# Cost Efficiency
# Choosing between Goldilocks or Prometheus
Fairwinds Insights provides workload-level resource request and limit recommendations. This is sometimes referred to as "app right-sizing".
You can choose one of two reports to generate resource request and limit recommendations:
- Prometheus (Recommended): Uses historical workload usage metrics to generate finer-grained recommendations. This report unlocks additional features in the Insights platform, such as usage graphs.

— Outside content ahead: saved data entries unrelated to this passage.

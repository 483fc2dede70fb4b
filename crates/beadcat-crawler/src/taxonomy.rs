//! Color and finish matching against the catalog's known taxonomy.
//!
//! Matching is case-insensitive on whole words: `"Red"` matches
//! `"Opaque Red"` but not `"Redwood"`. Longer phrases take precedence over
//! shorter ones they contain, so `"Silver Lined"` wins over `"Lined"`.

use std::collections::BTreeSet;

/// Color reported when nothing in a name survives cleaning.
pub const UNKNOWN_COLOR: &str = "Unknown";

#[derive(Debug, Clone, PartialEq, Eq)]
struct Term {
    needle: String,
    canonical: String,
}

/// Snapshot of known color and finish names, loaded once per run.
#[derive(Debug, Clone, Default, PartialEq, Eq)]
pub struct TaxonomyCache {
    colors: Vec<Term>,
    finishes: Vec<Term>,
}

impl TaxonomyCache {
    pub fn new<C, F>(colors: C, finishes: F) -> Self
    where
        C: IntoIterator,
        C::Item: AsRef<str>,
        F: IntoIterator,
        F::Item: AsRef<str>,
    {
        Self {
            colors: terms(colors),
            finishes: terms(finishes),
        }
    }

    #[must_use]
    pub fn color_count(&self) -> usize {
        self.colors.len()
    }

    #[must_use]
    pub fn finish_count(&self) -> usize {
        self.finishes.len()
    }

    /// Returns the single longest known finish in `name`. Among equally long
    /// matches the earliest in the name wins. Empty when nothing matches.
    #[must_use]
    pub fn match_finishes(&self, name: &str) -> BTreeSet<String> {
        let haystack = collapse_whitespace(name).to_ascii_lowercase();
        self.finishes
            .iter()
            .filter_map(|term| {
                bounded_matches(&haystack, &term.needle)
                    .first()
                    .map(|&(start, _)| (term, start))
            })
            .min_by_key(|(term, start)| (std::cmp::Reverse(term.needle.len()), *start))
            .map(|(term, _)| term.canonical.clone())
            .into_iter()
            .collect()
    }

    /// Returns the known colors in `name` after stripping `noise` phrases
    /// (product code, brand and type words), keeping only the last
    /// comma-separated segment, and removing every known finish.
    ///
    /// When no known color matches, the cleaned residual itself is the color;
    /// an empty residual yields [`UNKNOWN_COLOR`].
    #[must_use]
    pub fn match_colors(&self, name: &str, noise: &[&str]) -> BTreeSet<String> {
        let residual = self.color_residual(name, noise);
        let haystack = residual.to_ascii_lowercase();

        let mut claimed: Vec<(usize, usize)> = Vec::new();
        let mut found = BTreeSet::new();
        for term in &self.colors {
            for (start, end) in bounded_matches(&haystack, &term.needle) {
                if claimed.iter().any(|&(s, e)| start < e && s < end) {
                    continue;
                }
                claimed.push((start, end));
                found.insert(term.canonical.clone());
            }
        }

        if found.is_empty() {
            if residual.is_empty() {
                found.insert(UNKNOWN_COLOR.to_string());
            } else {
                found.insert(residual);
            }
        }
        found
    }

    fn color_residual(&self, name: &str, noise: &[&str]) -> String {
        let noise_needles: Vec<String> = noise
            .iter()
            .map(|n| collapse_whitespace(n).to_ascii_lowercase())
            .filter(|n| !n.is_empty())
            .collect();
        let without_noise = remove_phrases(
            &collapse_whitespace(name),
            noise_needles.iter().map(String::as_str),
        );

        let last_segment = without_noise.rsplit(',').next().unwrap_or_default();
        let stripped: String = last_segment
            .chars()
            .map(|c| if matches!(c, '(' | ')' | '.') { ' ' } else { c })
            .collect();

        remove_phrases(
            &collapse_whitespace(&stripped),
            self.finishes.iter().map(|t| t.needle.as_str()),
        )
    }
}

fn terms<I>(items: I) -> Vec<Term>
where
    I: IntoIterator,
    I::Item: AsRef<str>,
{
    let mut out: Vec<Term> = Vec::new();
    for item in items {
        let canonical = collapse_whitespace(item.as_ref());
        if canonical.is_empty() {
            continue;
        }
        let needle = canonical.to_ascii_lowercase();
        if out.iter().any(|t| t.needle == needle) {
            continue;
        }
        out.push(Term { needle, canonical });
    }
    out.sort_by(|a, b| {
        b.needle
            .len()
            .cmp(&a.needle.len())
            .then_with(|| a.needle.cmp(&b.needle))
    });
    out
}

pub(crate) fn collapse_whitespace(s: &str) -> String {
    s.split_whitespace().collect::<Vec<_>>().join(" ")
}

/// Byte spans of `needle` in `haystack` that sit on word boundaries.
/// Both arguments must already be ASCII-lowercased.
fn bounded_matches(haystack: &str, needle: &str) -> Vec<(usize, usize)> {
    if needle.is_empty() {
        return Vec::new();
    }
    haystack
        .match_indices(needle)
        .map(|(start, _)| (start, start + needle.len()))
        .filter(|&(start, end)| {
            let before_ok = haystack[..start]
                .chars()
                .next_back()
                .is_none_or(|c| !c.is_alphanumeric());
            let after_ok = haystack[end..]
                .chars()
                .next()
                .is_none_or(|c| !c.is_alphanumeric());
            before_ok && after_ok
        })
        .collect()
}

/// Removes every word-bounded occurrence of each needle, in the order given.
fn remove_phrases<'a>(text: &str, needles: impl IntoIterator<Item = &'a str>) -> String {
    let mut text = text.to_string();
    for needle in needles {
        loop {
            let lower = text.to_ascii_lowercase();
            let Some(&(start, end)) = bounded_matches(&lower, needle).first() else {
                break;
            };
            text.replace_range(start..end, " ");
        }
    }
    collapse_whitespace(&text)
}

- Fairwinds Goldilocks: Uses Vertical Pod Autoscaler (VPA) to generate resources recommendations, but lacks a historical timeseries of workload usage metrics
Check out a summary of the differences between each tool below:
|Feature||Resource Type||Prometheus Installed||Goldilocks Installed||None Installed|
|Recommendation Engine||Best - Uses Prometheus to generate and store a historical timeseries of workload usage metrics, driving finer-grained resource recommendations||Good - Uses Vertical Pod Autoscaler (VPA) to generate resources recommendations. Lacks a historical timeseries of workload usage metrics|
|Generates Action Items||X||X|
|Average Total Cost||Workloads||Best - Cost is calculated using the max(requests or usage)||Better - Cost is calculated using the max(requests or VPA recommendation)||Good - Estimates are based on the average of requests and limits|
|Total Cost with Recommendations||Workloads||X||X|
|Cost Difference with Recommendations||Workloads||X||X|
|Quality of Service (QoS) Recommendations||Workloads||X|
|Visualize Historical Usage||Workloads||X|
|Rolling 30 days of Cluster Usage||Cluster||X|
|Historical Cluster Utilization||Cluster||X|
|Works with AWS Billing Integration||Cluster||X|
# Configuring Cost Settings
Cost attribution and resource tuning can be one of the most difficult and tedious parts of running Kubernetes at scale. Fairwinds Insights provides some features to help make this process simpler and more automated.
The first step is to start mapping CPU and memory usage back to dollars. This is a very difficult problem (opens new window) and inevitably somewhat subjective: how should we rank a CPU intensive application against a memory intensive application? In order to accurately attribute cost, we have to find ways of comparing apples to oranges.
To help us best estimate workload costs in your cluster, we ask for a few pieces of information
the first time you visit the
Efficiency > Workloads page:
- The average node size
- The average node cost
- The strategy you'd like to use for workload estimation (more on that below)
We've pre-populated a list of instance types from AWS and GCP and can sync data from your bill when AWS Costs is enabled. You can also set custom numbers if you're running on a different cloud provider or if you're using spot instances. If you have multiple node types in your cluster, use the most representative type.
These numbers don't have to be perfectly accurate. They simply give us a baseline for converting
memory and CPU to dollars. We will take the
Cost per Node, attribute half that
cost to memory and half to CPU. By dividing those numbers by the amount of memory and CPU in
a single node, we can come to per-CPU and per-GB-memory costs.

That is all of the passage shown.